Weierstrass M-test Proof and Special Case of Abel’s Theorem

First, let us recap what is Weierstrass M-test:

Weierstrass M-test:

Let \{f_n\} be a sequence of real (or complex)-valued functions defined on a set A, and let \{M_n\} be a sequence satisfying \forall n\in\mathbb{N}, \forall x\in A

|f_n (x)|\leq M_n, and also \sum_{n=1}^\infty M_n=M<\infty.

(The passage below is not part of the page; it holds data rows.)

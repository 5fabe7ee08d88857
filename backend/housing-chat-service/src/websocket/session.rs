use super::hub::RealtimeHub;
use super::message_types::{WsInboundEvent, WsOutboundEvent};
use super::ConnectionId;
use crate::metrics;
use actix::{
    Actor, ActorContext, ActorFutureExt, AsyncContext, Handler, Message as ActixMessage,
    StreamHandler, WrapFuture,
};
use actix_web_actors::ws;
use chrono::Utc;
use std::time::{Duration, Instant};
use tokio::sync::mpsc::{unbounded_channel, UnboundedReceiver, UnboundedSender};
use tokio_stream::{wrappers::UnboundedReceiverStream, StreamExt};
use uuid::Uuid;

/// Frame queued for this socket by the registry.
#[derive(ActixMessage)]
#[rtype(result = "()")]
struct Outbound(String);

#[derive(Debug, Clone, Copy, PartialEq, Eq)]
enum Phase {
    Connected,
    Identified,
}

pub struct WsSession {
    /// Subject of the token presented at upgrade.
    user_id: Uuid,
    connection: ConnectionId,
    phase: Phase,
    hub: RealtimeHub,
    sender: UnboundedSender<String>,
    receiver: Option<UnboundedReceiver<String>>,
    hb: Instant,
    heartbeat_interval: Duration,
    client_timeout: Duration,
}

impl WsSession {
    pub fn new(
        user_id: Uuid,
        hub: RealtimeHub,
        heartbeat_interval: Duration,
        client_timeout: Duration,
    ) -> Self {
        let (sender, receiver) = unbounded_channel();
        Self {
            user_id,
            connection: ConnectionId::new(),
            phase: Phase::Connected,
            hub,
            sender,
            receiver: Some(receiver),
            hb: Instant::now(),
            heartbeat_interval,
            client_timeout,
        }
    }

    fn hb(&self, ctx: &mut ws::WebsocketContext<Self>) {
        let timeout = self.client_timeout;
        ctx.run_interval(self.heartbeat_interval, move |act, ctx| {
            if Instant::now().duration_since(act.hb) > timeout {
                tracing::warn!(user_id = %act.user_id, "websocket heartbeat failed, disconnecting");
                ctx.stop();
                return;
            }
            ctx.ping(b"");
        });
    }

    fn reply(ctx: &mut ws::WebsocketContext<Self>, event: &WsOutboundEvent) {
        ctx.text(event.to_frame());
    }

    fn handle_text(&mut self, text: &str, ctx: &mut ws::WebsocketContext<Self>) {
        let event = match serde_json::from_str::<WsInboundEvent>(text) {
            Ok(event) => event,
            Err(e) => {
                tracing::warn!(user_id = %self.user_id, error = %e, "failed to parse ws frame");
                Self::reply(ctx, &WsOutboundEvent::invalid_frame(e));
                return;
            }
        };

        match (self.phase, event) {
            (_, WsInboundEvent::Join { user_id }) if user_id != self.user_id => {
                tracing::warn!(
                    token_user = %self.user_id,
                    claimed_user = %user_id,
                    "join rejected, identity mismatch"
                );
                Self::reply(ctx, &WsOutboundEvent::identity_mismatch());
            }
            (_, WsInboundEvent::Join { user_id }) => {
                self.phase = Phase::Identified;
                let hub = self.hub.clone();
                let connection = self.connection;
                let sender = self.sender.clone();
                ctx.wait(
                    async move { hub.join(user_id, connection, sender).await }.into_actor(self),
                );
            }
            (Phase::Connected, other) => {
                tracing::debug!(event = other.name(), "event before join rejected");
                Self::reply(ctx, &WsOutboundEvent::not_joined());
            }
            (Phase::Identified, event) => {
                let hub = self.hub.clone();
                let user_id = self.user_id;
                // wait() holds back later frames until this one is handled
                ctx.wait(
                    async move { dispatch(&hub, user_id, event).await }
                        .into_actor(self)
                        .map(|reply, _act, ctx| {
                            if let Some(reply) = reply {
                                Self::reply(ctx, &reply);
                            }
                        }),
                );
            }
        }
    }
}

/// Handle one event from an identified connection. Returns the frame to send
/// back to the same socket, if any.
async fn dispatch(hub: &RealtimeHub, user_id: Uuid, event: WsInboundEvent) -> Option<WsOutboundEvent> {
    let name = event.name();
    let result = match event {
        WsInboundEvent::SendMessage {
            conversation_id,
            recipient_id,
            message,
        } => hub
            .relay_message(user_id, conversation_id, recipient_id, message.id)
            .await
            .map(|_| None),
        WsInboundEvent::Typing {
            conversation_id,
            recipient_id,
            is_typing,
        } => hub
            .relay_typing(user_id, conversation_id, recipient_id, is_typing)
            .await
            .map(|_| None),
        WsInboundEvent::RequestStatus { user_id: target } => Ok(Some(hub.status(target).await)),
        // identity checks happen before dispatch
        WsInboundEvent::Join { .. } => Ok(None),
    };

    match result {
        Ok(reply) => reply,
        Err(e) => {
            tracing::debug!(user_id = %user_id, event = name, error = %e, "ws event rejected");
            metrics::record_event(name, "rejected");
            Some(WsOutboundEvent::from(&e))
        }
    }
}

impl Actor for WsSession {
    type Context = ws::WebsocketContext<Self>;

    fn started(&mut self, ctx: &mut Self::Context) {
        tracing::info!(user_id = %self.user_id, "websocket session started");
        metrics::WS_CONNECTIONS.inc();
        self.hb(ctx);

        if let Some(receiver) = self.receiver.take() {
            ctx.add_message_stream(UnboundedReceiverStream::new(receiver).map(Outbound));
        }
    }

    fn stopped(&mut self, _ctx: &mut Self::Context) {
        tracing::info!(user_id = %self.user_id, "websocket session stopped");
        metrics::WS_CONNECTIONS.dec();

        if self.phase == Phase::Identified {
            let hub = self.hub.clone();
            let user_id = self.user_id;
            let connection = self.connection;
            actix::spawn(async move {
                hub.disconnect(user_id, connection, Utc::now()).await;
            });
        }
    }
}

impl Handler<Outbound> for WsSession {
    type Result = ();

    fn handle(&mut self, msg: Outbound, ctx: &mut Self::Context) {
        ctx.text(msg.0);
    }
}

impl StreamHandler<Result<ws::Message, ws::ProtocolError>> for WsSession {
    fn handle(&mut self, msg: Result<ws::Message, ws::ProtocolError>, ctx: &mut Self::Context) {
        match msg {
            Ok(ws::Message::Ping(msg)) => {
                self.hb = Instant::now();
                ctx.pong(&msg);
            }
            Ok(ws::Message::Pong(_)) => {
                self.hb = Instant::now();
            }
            Ok(ws::Message::Text(text)) => {
                self.hb = Instant::now();
                self.handle_text(&text, ctx);
            }
            Ok(ws::Message::Binary(_)) => {
                tracing::warn!("binary websocket messages not supported");
                Self::reply(ctx, &WsOutboundEvent::invalid_frame("binary frames are not supported"));
            }
            Ok(ws::Message::Close(reason)) => {
                tracing::debug!(reason = ?reason, "websocket close received");
                ctx.close(reason);
                ctx.stop();
            }
            Ok(_) => {}
            Err(e) => {
                tracing::warn!(error = %e, "websocket protocol error");
                ctx.stop();
            }
        }
    }
}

Then, \sum_{n=1}^\infty f_n(x) converges uniformly on A (to a function f).

Proof:

Let \epsilon >0. \exists N\in\mathbb{N} such that m\geq N implies |M-\sum_{n=1}^m M_n|<\epsilon.

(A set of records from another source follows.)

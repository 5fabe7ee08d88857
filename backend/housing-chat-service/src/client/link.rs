use super::ClientError;
use crate::websocket::{WsInboundEvent, WsOutboundEvent};
use async_trait::async_trait;
use futures_util::{SinkExt, StreamExt};
use tokio::sync::mpsc::{unbounded_channel, UnboundedReceiver, UnboundedSender};
use tokio_tungstenite::{connect_async, tungstenite::Message};

/// Outgoing half of the realtime channel.
#[async_trait]
pub trait RealtimeLink: Send + Sync {
    async fn emit(&self, event: WsInboundEvent) -> Result<(), ClientError>;
}

/// WebSocket link. Frames are written by a background task fed through a
/// channel; decoded server events arrive on the receiver returned by
/// [`WsRealtimeLink::connect`].
#[derive(Clone)]
pub struct WsRealtimeLink {
    outgoing: UnboundedSender<String>,
}

impl WsRealtimeLink {
    /// `ws_url` is the `/ws` endpoint, e.g. `ws://localhost:3000/ws`.
    pub async fn connect(
        ws_url: &str,
        token: &str,
    ) -> Result<(Self, UnboundedReceiver<WsOutboundEvent>), ClientError> {
        let (stream, _) = connect_async(format!("{ws_url}?token={token}"))
            .await
            .map_err(|e| ClientError::Transport(e.to_string()))?;
        let (mut write, mut read) = stream.split();

        let (out_tx, mut out_rx) = unbounded_channel::<String>();
        let (event_tx, event_rx) = unbounded_channel();

        tokio::spawn(async move {
            while let Some(frame) = out_rx.recv().await {
                if let Err(e) = write.send(Message::text(frame)).await {
                    tracing::warn!(error = %e, "realtime write failed");
                    break;
                }
            }
            let _ = write.close().await;
        });

        tokio::spawn(async move {
            while let Some(frame) = read.next().await {
                match frame {
                    Ok(Message::Text(text)) => match serde_json::from_str::<WsOutboundEvent>(&text) {
                        Ok(event) => {
                            if event_tx.send(event).is_err() {
                                break;
                            }
                        }
                        Err(e) => tracing::warn!(error = %e, "undecodable realtime event"),
                    },
                    Ok(Message::Close(_)) => break,
                    Ok(_) => {}
                    Err(e) => {
                        tracing::warn!(error = %e, "realtime read failed");
                        break;
                    }
                }
            }
        });

        Ok((Self { outgoing: out_tx }, event_rx))
    }
}

#[async_trait]
impl RealtimeLink for WsRealtimeLink {
    async fn emit(&self, event: WsInboundEvent) -> Result<(), ClientError> {
        let frame = serde_json::to_string(&event)?;
        self.outgoing.send(frame).map_err(|_| ClientError::Closed)
    }
}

For m\geq N, \forall x\in A,

\begin{aligned}    |f(x)-\sum_{n=1}^m f_n(x)|&=|\sum_{n=m+1}^\infty f_n (x)|\\    &\leq\sum_{n=m+1}^\infty |f_n (x)|\\    &\leq \sum_{n=m+1}^\infty M_n\\    &=|M-\sum_{n=1}^m M_n|\\    &<\epsilon    \end{aligned}

Thus, \sum_{n=1}^\infty f_n (x) converges uniformly.

Application to prove Abel’s Theorem (Special Case):

Consider the special case of Abel’s Theorem where all the coefficients a_i are of the same sign (e.g. all positive or all negative).

Then, for x\in [0,1],

|a_n x^n|\leq |a_n|:=M_n

Then by Weierstrass M-test, \sum_{n=1}^\infty a_n x^n converges uniformly on [0,1] and thus \lim_{x\to 1^-} \sum_{n=1}^\infty a_n x^n=\sum_{n=1}^\infty a_n.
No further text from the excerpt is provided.